III - Musulmophobie dans son origine ontologique
A - La réalité musulmophobe
Un débat pourrait s’animer et intéresser les Sciences humaines [histoire, anthropologie, ethnologie, sociologie, psychologie, etc.]. Suffit-il, pour situer le musulman, de le placer, simplement, en tête de la problématique mondiale, en lui accordant cette spécificité parce qu’il se trouve doté d’une croyance monothéiste, caractéristique qui le distingue de tous les autres peuples et nations de la planète ?
Cette thèse trouve un appui empirique, accessoire mais non négligeable, dans la mesure où le musulman conçoit l’ordre de l’Univers et la vie organique comme ayant une portée expressive et signifiante. Cette manière de voir implique, par exemple, que l’on ne fasse pas de la raison d’être du musulman une notion statique, ni non plus que l’on cherche à l’isoler de l’Histoire. Le sens de la raison d’être du musulman semble être lui-même historique et s’avère solidaire de la notion de finalité. L’idée que le musulman est en constant devenir n’est donc aucunement le privilège de la seule problématique de son existence organique ou biologique.
Il nous faut constater que le musulman porte toutes les marques de la conviction et de la confiance en une finalité de l’existence et que la vie n’est qu’une étape d’un objectif ultime, eschatologique : l’au-delà ! La foi en une conviction pleinement autonome le conduira consciemment à opérer une véritable mutation de la vision qu’il se fait de lui-même et du monde qui l’entoure, et c’est là qu’il devient très gênant. Il est banal de déclarer que le rationalisme, après avoir identifié la musulmophobie au niveau de la conscience de soi, admettra celle-ci chez le musulmophobe, frappant de ce fait de discrédit ou réduisant tout ce qui, en lui, ne saurait manifestement relever ni de l’une, ni de l’autre.

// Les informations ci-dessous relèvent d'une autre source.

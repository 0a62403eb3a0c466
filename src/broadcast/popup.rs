//! Popup-side store channel
//!
//! Non-main contexts stand this up at init: it subscribes to all five event
//! channels of the session instance and routes incoming messages to the
//! controller's handlers. Handlers must be idempotent; the protocol carries
//! no sequence numbers and events of different kinds may arrive reordered.

use std::sync::{Arc, Weak};

use async_trait::async_trait;
use tokio::task::JoinHandle;

use crate::broadcast::{channel_name, channels, BusHandle, ChannelMessage};
use crate::config::ProviderConfig;
use crate::state::models::Theme;

#[async_trait]
pub trait PopupStoreHandler: Send + Sync {
    async fn handle_logout(&self);
    async fn handle_account_import(&self, priv_key: String);
    async fn handle_network_change(&self, network: ProviderConfig);
    async fn handle_selected_address_change(&self, address: String);
    async fn handle_theme_change(&self, theme: Theme);
}

pub struct PopupStoreChannel {
    instance_id: String,
    bus: BusHandle,
}

impl PopupStoreChannel {
    pub fn new(instance_id: &str, bus: BusHandle) -> Self {
        Self {
            instance_id: instance_id.to_string(),
            bus,
        }
    }

    /// Subscribe to the five event channels and dispatch into `handler`
    /// until the channels close or the handler is dropped. Holding the
    /// handler weakly keeps these tasks from pinning their controller alive.
    pub fn setup_store_channels(
        self,
        handler: Weak<dyn PopupStoreHandler>,
    ) -> Vec<JoinHandle<()>> {
        [
            channels::THEME_CHANGE,
            channels::LOGOUT,
            channels::NETWORK_CHANGE,
            channels::SELECTED_ADDRESS_CHANGE,
            channels::ACCOUNT_IMPORTED,
        ]
        .into_iter()
        .map(|prefix| {
            let mut sub = self.bus.subscribe(&channel_name(prefix, &self.instance_id));
            let handler = handler.clone();
            tokio::spawn(async move {
                while let Some(envelope) = sub.recv().await {
                    let Some(handler) = handler.upgrade() else {
                        break;
                    };
                    dispatch(&*handler, envelope.data).await;
                }
            })
        })
        .collect()
    }
}

async fn dispatch(handler: &dyn PopupStoreHandler, message: ChannelMessage) {
    match message {
        ChannelMessage::SetTheme { theme } => handler.handle_theme_change(theme).await,
        ChannelMessage::Logout => handler.handle_logout().await,
        ChannelMessage::NetworkChange { network } => handler.handle_network_change(network).await,
        ChannelMessage::SelectedAddressChange { selected_address } => {
            handler.handle_selected_address_change(selected_address).await
        }
        ChannelMessage::AccountImported { priv_key } => {
            handler.handle_account_import(priv_key).await
        }
    }
}
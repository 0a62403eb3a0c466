//! In-process broadcast bus
//!
//! Stand-in for the browser's named BroadcastChannel: a process-wide
//! registry of named channels shared by every context of a test or embedded
//! runtime. Matching browser semantics, a publisher never observes its own
//! message; delivery order is guaranteed only within one channel.

use std::collections::HashMap;
use std::sync::atomic::{AtomicU64, Ordering};
use std::sync::{Arc, Mutex};

use tokio::sync::broadcast;

use crate::broadcast::ChannelEnvelope;

const CHANNEL_CAPACITY: usize = 32;

#[derive(Clone, Debug)]
struct Delivery {
    source: u64,
    envelope: ChannelEnvelope,
}

#[derive(Default)]
pub struct BroadcastBus {
    channels: Mutex<HashMap<String, broadcast::Sender<Delivery>>>,
    next_source: AtomicU64,
}

impl BroadcastBus {
    pub fn new() -> Arc<Self> {
        Arc::new(Self::default())
    }

    /// Mint a handle for one context. Each handle carries a source token so
    /// its own publications are filtered out of its subscriptions.
    pub fn handle(self: &Arc<Self>) -> BusHandle {
        BusHandle {
            bus: Arc::clone(self),
            source: self.next_source.fetch_add(1, Ordering::Relaxed),
        }
    }

    fn sender(&self, channel: &str) -> broadcast::Sender<Delivery> {
        let mut channels = self.channels.lock().unwrap_or_else(|e| e.into_inner());
        channels
            .entry(channel.to_string())
            .or_insert_with(|| broadcast::channel(CHANNEL_CAPACITY).0)
            .clone()
    }
}

/// A context's connection to the bus.
#[derive(Clone)]
pub struct BusHandle {
    bus: Arc<BroadcastBus>,
    source: u64,
}

impl BusHandle {
    /// Ephemeral publish: open the channel, send one message, close. The
    /// sender is dropped immediately after the send; nothing is kept open.
    /// Sends with no subscribers are fine (fire-and-forget).
    pub fn publish(&self, channel: &str, envelope: ChannelEnvelope) {
        let sender = self.bus.sender(channel);
        let _ = sender.send(Delivery {
            source: self.source,
            envelope,
        });
    }

    pub fn subscribe(&self, channel: &str) -> BusSubscription {
        BusSubscription {
            rx: self.bus.sender(channel).subscribe(),
            source: self.source,
        }
    }
}

pub struct BusSubscription {
    rx: broadcast::Receiver<Delivery>,
    source: u64,
}

impl BusSubscription {
    /// Next message published by a *different* context, or `None` once the
    /// channel is gone. Messages missed while lagging are skipped.
    pub async fn recv(&mut self) -> Option<ChannelEnvelope> {
        loop {
            match self.rx.recv().await {
                Ok(delivery) if delivery.source == self.source => continue,
                Ok(delivery) => return Some(delivery.envelope),
                Err(broadcast::error::RecvError::Lagged(skipped)) => {
                    log::warn!("broadcast subscriber lagged, skipped {} messages", skipped);
                    continue;
                }
                Err(broadcast::error::RecvError::Closed) => return None,
            }
        }
    }
}

#[cfg(test)]
mod tests {
    use super::*;
    use crate::broadcast::{channel_name, channels, ChannelMessage};

    #[tokio::test]
    async fn test_publish_reaches_sibling_not_self() {
        let bus = BroadcastBus::new();
        let a = bus.handle();
        let b = bus.handle();

        let channel = channel_name(channels::LOGOUT, "inst1");
        let mut sub_a = a.subscribe(&channel);
        let mut sub_b = b.subscribe(&channel);

        a.publish(&channel, ChannelEnvelope::new(ChannelMessage::Logout));

        let got = sub_b.recv().await.unwrap();
        assert_eq!(got.data, ChannelMessage::Logout);

        // The publisher's own subscription sees nothing.
        let own = tokio::time::timeout(std::time::Duration::from_millis(50), sub_a.recv()).await;
        assert!(own.is_err());
    }

    #[tokio::test]
    async fn test_channels_are_scoped_by_name() {
        let bus = BroadcastBus::new();
        let a = bus.handle();
        let b = bus.handle();

        let mut other = b.subscribe(&channel_name(channels::LOGOUT, "other-instance"));
        a.publish(
            &channel_name(channels::LOGOUT, "inst1"),
            ChannelEnvelope::new(ChannelMessage::Logout),
        );

        let got = tokio::time::timeout(std::time::Duration::from_millis(50), other.recv()).await;
        assert!(got.is_err());
    }

    #[tokio::test]
    async fn test_publish_without_subscribers_is_noop() {
        let bus = BroadcastBus::new();
        let a = bus.handle();
        a.publish(
            &channel_name(channels::THEME_CHANGE, "inst1"),
            ChannelEnvelope::new(ChannelMessage::Logout),
        );
    }
}
#[derive(Clone, Copy, Debug, PartialEq, Eq)]
pub enum LifecyclePhase {
    Uninitialized,
    Initializing,
    Ready,
    /// Terminal per login cycle; re-entrant to Initializing on next login.
    LoggedOut,
}

pub struct SessionController {
    config: SessionConfig,
    store: Arc<StateStore>,
    storage: Arc<dyn StorageBackend>,
    identity: Arc<dyn IdentityProvider>,
    stream_factory: Arc<dyn StreamFactory>,
    bus: BusHandle,
    toasts: ToastSink,
    engine: Arc<dyn WalletEngine>,
    instance_id: RwLock<String>,
    logout_required: AtomicBool,
    phase: RwLock<LifecyclePhase>,
    event_pump: Mutex<Option<JoinHandle<()>>>,
    popup_tasks: Mutex<Vec<JoinHandle<()>>>,
}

L’essentiel serait sans doute que ce que l’on dépeint comme étant la vision rationaliste de la musulmophobie et du monde vienne à imposer une conception de sa vérité et de sa réalité. Ce savoir, qui est authentique certes, mais qui rompt toutes les amarres avec l’ordre du politiquement ou du socialement correcte. Par expérience le rapport à celle-ci, fait que cette vérité et ce savoir deviennent méconnaissables, sans que cela soulève des protestations effectives ou des contestations virulentes, ce qui du point de vue morale sont le succès et une résistance de l’humanité, au sens de ses valeurs.
La réduction phénoménologique23 du musulman est celle qui invite à le retrouver dans son origine historique et anthropologique en le libérant de la gangue des préjugés et des théories qui nous le masquent. Cette exigence et ce reproche s’adressent en premier lieu à la tradition qu'établit la musulmophobie.
Le musulmophobe a une problématique du monde, entendons du monde où le musulman habite, auquel il existe et qui est pour lui l’endroit et peut-être la limite de toute sa présence. Ainsi s’explique la certitude du musulmophobe, mesure de toute vérité, et, finalement, de toute réalité. Ce système de représentations installe ou plutôt confirme manifestement le primat absolu de la pensée musulmophobe.
Ce primat réduit l’existant [musulman] à ce qui peut être perçu par cette pensée musulmophobe. Que la musulmophobie soit aussi la fondatrice d’un repli de l’existence, d’une intériorité close entièrement isolable, sans consistance matérielle, c’est vouer le musulmophobe à un exil qui risque d’être définitif. Cet exil est corrélatif d’une impossibilité à occuper et cohabiter physiquement le monde avec le musulman !
Sur le plan ontologique, l’existence du musulman n’est que le corollaire de la subsistance du musulmophobe. Le premier dote le second d’un statut qui le rend, en quelque sorte, vivant et autonome. Cela ne veut pas dire que ce dernier songe à lui préserver un destin des plus heureux.
L’impératif catégorique et l’action morale restituent au musulman, comme à tout individu, une dignité inaliénable, dignité que nul, certes, ne lui conteste explicitement, mais dont on aperçoit les prémices musulmophobes. La musulmophobie instaure un monde, auquel elle cherche à donner consistance. Ce monde, pourtant, éminemment immoral reste ancré dans la conscience et va s’implanter dans les temps à venir.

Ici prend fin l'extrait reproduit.